SAO PAULO, Brazil -- When Bishop Erwin Kräutler of Xingu celebrates Mass each Sunday, he has two altar servers and two police officers at his side.

His house in Brazil’s Amazon region is monitored by cameras and surrounded by an electrical wire fence, and he is no longer able to take morning walks around his neighborhood.

“He is under protection 24/7” because he has received death threats for speaking out against injustices, said an official at the Brazilian Catholic bishops’ Indigenous Missionary Council.

“I feel my liberty has, in some sense, been taken away from me,” Kräutler said in a telephone interview. However, he admitted that the presence of the police officers has made his would-be assassins more cautious.

Kräutler has been under police protection for the past two years, after threats against him increased. He said there are several groups unhappy with him. The bishop has spoken against the construction of a hydroelectric plant along the Xingu River in Belo Monte. He has also strongly opposed advances made by farmers and loggers in the Amazon forest and was one of the main figures trying to bring to justice those who killed Sr. Dorothy Stang, a member of the Sisters of Notre Dame de Namur, in 2005.

French Dominican Br. Henri des Roziers has been in the Amazon region for 30 years.
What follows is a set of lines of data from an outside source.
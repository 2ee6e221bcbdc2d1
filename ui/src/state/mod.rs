//! View state machines, independent of rendering.

pub mod explore;
pub mod scope;
pub mod simple_transaction;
His work as a lawyer for the bishops’ Pastoral Land Commission has resulted in death threats. He speculates that among those threatening his life could be people who abuse human rights, including some police officers as well as farmers and loggers who use slave laborers.

Des Roziers said he continues to do his work in the community, but he “is not left alone for a single minute.” He said that although the police protection has led to a reduction in the threats, he sometimes worries about the other activists who are not under government protection.

“The federal government has determined that some of us are to be protected,” he said, “but we are a very small group compared to all of those being threatened currently in the region.” He said most who work to defend the Amazon and its people are left to fend for themselves.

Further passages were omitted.